Budgeting, like all other financial planning, requires honest evaluation of the current situation before targets and a plan of action for reaching them can be defined. The first question to ask is: Where are we now? Then: Where do we need to be. And finally: How will we get there?

In terms of outlining the context and setting out clear steps forward, it won’t be much of a stretch for Mboweni to improve on Malusi Gigaba’s 2017 statement.

In October of last year Gigaba, the last finance minister but one, said: “The most urgent task before our nation is to ignite inclusive, job-creating economic growth. [Yet] government remains committed to a path of fiscal consolidation. We will take steps to narrow the primary budget deficit and stabilise gross public debt, while protecting social spending and investments supporting economic expansion.”

Gigaba’s 2017 MTBPS answered the first two questions. It highlighted the current precarious situation relating to revenue under-collection and a resultant increase in the forecast budget deficit to 4.3% of GDP and where we needed to be, as outlined in his statement above. However, it lacked any substance as to how that goal would be achieved.

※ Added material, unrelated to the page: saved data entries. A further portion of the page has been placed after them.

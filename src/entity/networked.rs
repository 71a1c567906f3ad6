//! The catalog-driven [`SyncEntity`](super::SyncEntity) implementation.

use std::sync::atomic::{AtomicBool, Ordering};
use std::sync::Arc;

use tracing::{debug, trace};

use crate::catalog::EntityProfile;
use crate::entity::{
    AuthorityState, BehaviorGraph, EntityKey, EntitySnapshot, Outbox, SyncEntity,
};
use crate::network::wire::{EntityUpdate, Vec2};
use crate::reconcile;
use crate::report_violation_to;
use crate::telemetry::{ObserverHandle, ViolationKind, ViolationSeverity};

/// A networked entity driven entirely by its [`EntityProfile`].
///
/// On construction, a hook is inserted at every node the profile lists. While
/// this side is the scene host, entering such a node pushes an animation update
/// to the shared [`Outbox`]; on a scene client the hooks stay silent because
/// the graph driver is disabled and replays bypass graph evaluation.
pub struct NetworkedEntity {
    key: EntityKey,
    profile: Arc<EntityProfile>,
    graph: Box<dyn BehaviorGraph>,
    authority: AuthorityState,
    is_host: Arc<AtomicBool>,
    outbox: Outbox,
    observer: Option<ObserverHandle>,
    last_animation: Option<u8>,
    last_state: Option<u8>,
    position: Option<Vec2>,
    scale: Option<bool>,
    active: bool,
}

impl std::fmt::Debug for NetworkedEntity {
    fn fmt(&self, f: &mut std::fmt::Formatter<'_>) -> std::fmt::Result {
        f.debug_struct("NetworkedEntity")
            .field("key", &self.key)
            .field("graph", &self.profile.graph)
            .field("authority", &self.authority)
            .field("last_animation", &self.last_animation)
            .field("last_state", &self.last_state)
            .field("active", &self.active)
            .finish_non_exhaustive()
    }
}

impl NetworkedEntity {
    /// Wraps `graph` and installs the profile's node hooks on it.
    pub fn new(
        key: EntityKey,
        profile: Arc<EntityProfile>,
        mut graph: Box<dyn BehaviorGraph>,
        outbox: Outbox,
    ) -> Self {
        let is_host = Arc::new(AtomicBool::new(false));

        for hook in &profile.hooks {
            let is_host = Arc::clone(&is_host);
            let outbox = outbox.clone();
            let index = hook.index;
            let info = hook.info.clone();
            let emit_state = hook.emit_state;
            graph.insert_hook(
                &hook.node,
                Box::new(move || {
                    if !is_host.load(Ordering::Acquire) {
                        return;
                    }
                    let mut update = EntityUpdate::new(key).with_animation(index, &info);
                    if let Some(state) = emit_state {
                        update = update.with_state(state);
                    }
                    outbox.push(update);
                }),
            );
        }
        trace!(entity = %key, hooks = profile.hooks.len(), "Installed node hooks");

        Self {
            key,
            profile,
            graph,
            authority: AuthorityState::Uninitialized,
            is_host,
            outbox,
            observer: None,
            last_animation: None,
            last_state: None,
            position: None,
            scale: None,
            active: true,
        }
    }

    /// Routes diagnostics to `observer` instead of the tracing log.
    #[must_use]
    pub fn with_observer(mut self, observer: Option<ObserverHandle>) -> Self {
        self.observer = observer;
        self
    }

    /// The profile the entity was built from.
    #[must_use]
    pub fn profile(&self) -> &EntityProfile {
        &self.profile
    }

    fn reject_unless_host(&self, operation: &str) -> bool {
        if self.authority.is_host() {
            return false;
        }
        report_violation_to!(
            self.observer,
            self.key,
            ViolationSeverity::Warning,
            ViolationKind::Authority,
            "{} ignored: entity is {}",
            operation,
            self.authority.as_str()
        );
        true
    }

    fn reject_unless_client(&self, operation: &str) -> bool {
        if self.authority.is_client() {
            return false;
        }
        report_violation_to!(
            self.observer,
            self.key,
            ViolationSeverity::Warning,
            ViolationKind::Authority,
            "{} ignored: entity is {}",
            operation,
            self.authority.as_str()
        );
        true
    }

    fn take_authority(&mut self) {
        self.graph.set_driver_enabled(true);
        self.is_host.store(true, Ordering::Release);
        self.authority = AuthorityState::SceneHost;
    }
}

impl SyncEntity for NetworkedEntity {
    fn key(&self) -> EntityKey {
        self.key
    }

    fn authority(&self) -> AuthorityState {
        self.authority
    }

    fn initialize_as_scene_host(&mut self) {
        if self.authority != AuthorityState::Uninitialized {
            report_violation_to!(
                self.observer,
                self.key,
                ViolationSeverity::Warning,
                ViolationKind::Authority,
                "initialize_as_scene_host ignored: entity is already {}",
                self.authority.as_str()
            );
            return;
        }
        debug!(entity = %self.key, "Initializing as scene host");
        self.take_authority();
        self.send_state(self.profile.active_state);
    }

    fn initialize_as_scene_client(&mut self, state: Option<u8>) {
        if self.authority.is_host() {
            report_violation_to!(
                self.observer,
                self.key,
                ViolationSeverity::Warning,
                ViolationKind::Authority,
                "initialize_as_scene_client ignored: a scene host cannot become a client"
            );
            return;
        }
        debug!(entity = %self.key, ?state, "Initializing as scene client");
        self.graph.set_driver_enabled(false);
        self.is_host.store(false, Ordering::Release);
        self.authority = AuthorityState::SceneClient {
            last_known_state: state,
        };
        if let Some(state) = state {
            self.last_state = Some(state);
            if self.profile.is_dead_state(state) {
                self.deactivate();
            }
        }
    }

    fn switch_to_scene_host(&mut self) {
        match self.authority {
            AuthorityState::Uninitialized => self.initialize_as_scene_host(),
            AuthorityState::SceneHost => {
                trace!(entity = %self.key, "Already scene host");
            },
            AuthorityState::SceneClient { .. } => {
                debug!(entity = %self.key, last_animation = ?self.last_animation, "Taking over as scene host");
                self.take_authority();
                if self.active {
                    reconcile::resume(
                        self.graph.as_mut(),
                        &self.profile,
                        self.last_animation,
                        self.observer.as_ref(),
                        self.key,
                    );
                } else {
                    trace!(entity = %self.key, "Inactive entity keeps its graph idle");
                }
            },
        }
    }

    fn update_position(&mut self, position: Vec2) {
        if self.reject_unless_client("update_position") {
            return;
        }
        self.position = Some(position);
        self.graph.set_position(position);
    }

    fn update_scale(&mut self, flipped: bool) {
        if self.reject_unless_client("update_scale") {
            return;
        }
        self.scale = Some(flipped);
        self.graph.set_scale(flipped);
    }

    fn update_animation(&mut self, index: u8, info: &[u8]) {
        if self.reject_unless_client("update_animation") {
            return;
        }
        self.last_animation = Some(index);
        if !self.active {
            trace!(entity = %self.key, index, "Inactive entity skips replay");
            return;
        }
        reconcile::replay(self.graph.as_mut(), &self.profile, index, info, self.key);
    }

    fn update_state(&mut self, state: u8) {
        if self.reject_unless_client("update_state") {
            return;
        }
        self.last_state = Some(state);
        if self.profile.is_dead_state(state) {
            self.deactivate();
        }
    }

    fn deactivate(&mut self) {
        if self.active {
            debug!(entity = %self.key, "Deactivating");
            self.graph.set_active(false);
            self.active = false;
        }
    }

    fn destroy(&mut self) {
        trace!(entity = %self.key, "Destroying");
        self.is_host.store(false, Ordering::Release);
        self.graph.set_driver_enabled(false);
        self.authority = AuthorityState::Uninitialized;
    }

    fn on_clip_started(&mut self, clip: &str) {
        // Clients start the same clips while replaying.
        if !self.authority.is_host() {
            return;
        }
        if let Some(index) = self.profile.clip_index(clip) {
            self.send_animation(index, &[]);
        }
    }

    fn on_death(&mut self) {
        if !self.authority.is_host() {
            return;
        }
        if let Some(dead) = self.profile.dead_state {
            self.send_state(dead);
        }
    }

    fn send_position(&mut self, position: Vec2) {
        if self.reject_unless_host("send_position") {
            return;
        }
        self.position = Some(position);
        self.outbox.push(EntityUpdate::new(self.key).with_position(position));
    }

    fn send_scale(&mut self, flipped: bool) {
        if self.reject_unless_host("send_scale") {
            return;
        }
        self.scale = Some(flipped);
        self.outbox.push(EntityUpdate::new(self.key).with_scale(flipped));
    }

    fn send_animation(&mut self, index: u8, info: &[u8]) {
        if self.reject_unless_host("send_animation") {
            return;
        }
        self.last_animation = Some(index);
        self.outbox
            .push(EntityUpdate::new(self.key).with_animation(index, info));
    }

    fn send_state(&mut self, state: u8) {
        if self.reject_unless_host("send_state") {
            return;
        }
        self.last_state = Some(state);
        self.outbox.push(EntityUpdate::new(self.key).with_state(state));
    }

    fn snapshot(&self) -> EntitySnapshot {
        EntitySnapshot {
            key: self.key,
            authority: self.authority,
            last_animation: self.last_animation,
            last_state: self.last_state,
            position: self.position,
            scale: self.scale,
            active: self.active,
        }
    }
}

After falling into a technical recession in the first two quarters of 2018, it is expected that National Treasury will revise its 2018/19 GDP forecasts downwards. Lower GDP has the potential to translate into lower revenues for government through lower tax collections.

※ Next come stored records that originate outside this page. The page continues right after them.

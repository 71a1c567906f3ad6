//! Error types returned by the public API.

use std::error::Error;
use std::fmt;
use std::fmt::Display;

use crate::network::codec::CodecError;
use crate::network::wire::WireError;

/// This enum contains all error messages this library can return. Most API functions will generally return a [`Result<(), SyncError>`].
///
/// Recoverable per-message faults (a malformed update, an update for an unknown
/// entity) are not errors at this level; they are reported as diagnostics through
/// [`crate::telemetry`] and the offending message is dropped.
///
/// [`Result<(), SyncError>`]: std::result::Result
#[derive(Debug, Clone, PartialEq)]
pub enum SyncError {
    /// An entity update or batch could not be decoded from its packed form.
    Wire(WireError),
    /// The packet envelope could not be encoded or decoded.
    Codec(CodecError),
    /// A configuration value is outside its valid range.
    InvalidConfig {
        /// The offending field.
        field: &'static str,
        /// Why the value was rejected.
        reason: String,
    },
    /// Profile data could not be parsed or is internally inconsistent.
    Catalog {
        /// A description of what is wrong with the data.
        reason: String,
    },
    /// A network socket operation failed.
    Socket {
        /// A description of the socket error.
        context: String,
    },
}

impl Display for SyncError {
    fn fmt(&self, f: &mut fmt::Formatter<'_>) -> fmt::Result {
        match self {
            SyncError::Wire(err) => write!(f, "Malformed update: {}", err),
            SyncError::Codec(err) => write!(f, "Packet codec error: {}", err),
            SyncError::InvalidConfig { field, reason } => {
                write!(f, "Invalid configuration for `{}`: {}", field, reason)
            },
            SyncError::Catalog { reason } => write!(f, "Invalid entity catalog: {}", reason),
            SyncError::Socket { context } => write!(f, "Socket error: {}", context),
        }
    }
}

impl Error for SyncError {
    fn source(&self) -> Option<&(dyn Error + 'static)> {
        match self {
            SyncError::Wire(err) => Some(err),
            SyncError::Codec(err) => Some(err),
            _ => None,
        }
    }
}

impl From<WireError> for SyncError {
    fn from(err: WireError) -> Self {
        SyncError::Wire(err)
    }
}

impl From<CodecError> for SyncError {
    fn from(err: CodecError) -> Self {
        SyncError::Codec(err)
    }
}

/// Convenience alias used throughout the crate.
pub type SyncResult<T> = Result<T, SyncError>;
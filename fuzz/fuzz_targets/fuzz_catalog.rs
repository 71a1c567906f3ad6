//! Fuzz target for entity catalog parsing.
//!
//! Profile data may come from a mod's config directory, so malformed JSON and
//! inconsistent profiles must come back as errors.
//!
//! # Safety Properties Tested
//! - No panics on arbitrary input
//! - A catalog that parses only names known, non-`None` types

#![no_main]

use libfuzzer_sys::fuzz_target;

use scene_sync::entity::EntityType;
use scene_sync::Catalog;

fuzz_target!(|data: &[u8]| {
    let Ok(json) = std::str::from_utf8(data) else {
        return;
    };
    if let Ok(catalog) = Catalog::from_json(json) {
        assert!(!catalog.contains(EntityType::None));
        for entity_type in catalog.types() {
            assert!(catalog.get(entity_type).is_some());
        }
    }
});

This means that there is less of the pot to go around and finance government spending.

This is the current situation.

Ultimately, government needs to create an environment that is conducive to creating jobs and enabling economic growth, whilst reducing the budget deficit and stabilising the debt-to-GDP levels. This is where we, as a country, need to be.

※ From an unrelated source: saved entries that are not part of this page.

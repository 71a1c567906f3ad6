//! Scene-scoped entity management.
//!
//! A [`SceneController`] owns everything that lives exactly as long as one
//! scene: the [`EntityRegistry`] of networked entities, the scene-entry batch
//! cached for late activations, and the [`HostSnapshot`] a host hands to
//! clients joining its scene. Network events reach it as [`SceneEvent`]s,
//! usually through an [`Inbox`] filled on the network thread.

use crate::network::wire::EntityUpdate;

pub mod controller;
pub mod inbox;
pub mod registry;
pub mod snapshot;

pub use controller::{SceneController, ScenePhase};
pub use inbox::{Inbox, InboxSender};
pub use registry::EntityRegistry;
pub use snapshot::HostSnapshot;

/// A decoded network event for the scene layer.
#[derive(Debug, Clone, PartialEq)]
pub enum SceneEvent {
    /// The server assigned this side a role in the current scene.
    EnterScene {
        /// Whether this side is the scene host.
        scene_host: bool,
        /// The host's scene-entry batch; empty for a scene host.
        batch: Vec<EntityUpdate>,
    },
    /// The scene host left; this side takes over.
    HostLeft,
    /// An entity update from the scene host.
    Update(EntityUpdate),
}

/// This side's role in the current scene, as far as the registry knows.
#[derive(Debug, Clone, Copy, PartialEq, Eq, Default)]
pub enum Role {
    /// No scene status received yet.
    #[default]
    Unknown,
    /// Authoritative for every entity in the scene.
    Host,
    /// Mirrors the scene host.
    Client,
}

If revenue expectations are revised lower, for government to maintain spending levels, National Treasury would have to borrow more money. And with any form of borrowing, while it will plug the hole today, it will increase the future interest expense that the government, and ultimately South African taxpayers will have to foot.

To ensure a stable fiscal outlook and avoid ballooning debt, spending would need to be reined in. This is something that the ratings agencies monitor closely.

In the context of lower growth, and potentially lower revenues, all eyes will be on Mboweni to see if he can manage to balance the budget – especially given the recent announcement of the Economic Stimulus Recovery Plan by President Ramaphosa.

In announcing the stimulus plan, Ramaphosa committed to ensuring that the plan was budget neutral – this means reprioritisation of spending, rather than additional spending.

National Treasury will need to find R50 billion from elsewhere in the Budget to finance these growth initiatives. By continuing to underwrite state-owned enterprises, the government’s ability to finance growth initiatives and social grants is constrained. Reprioritising spending from “nice-to-haves”, such as SAA, to necessities would be welcomed.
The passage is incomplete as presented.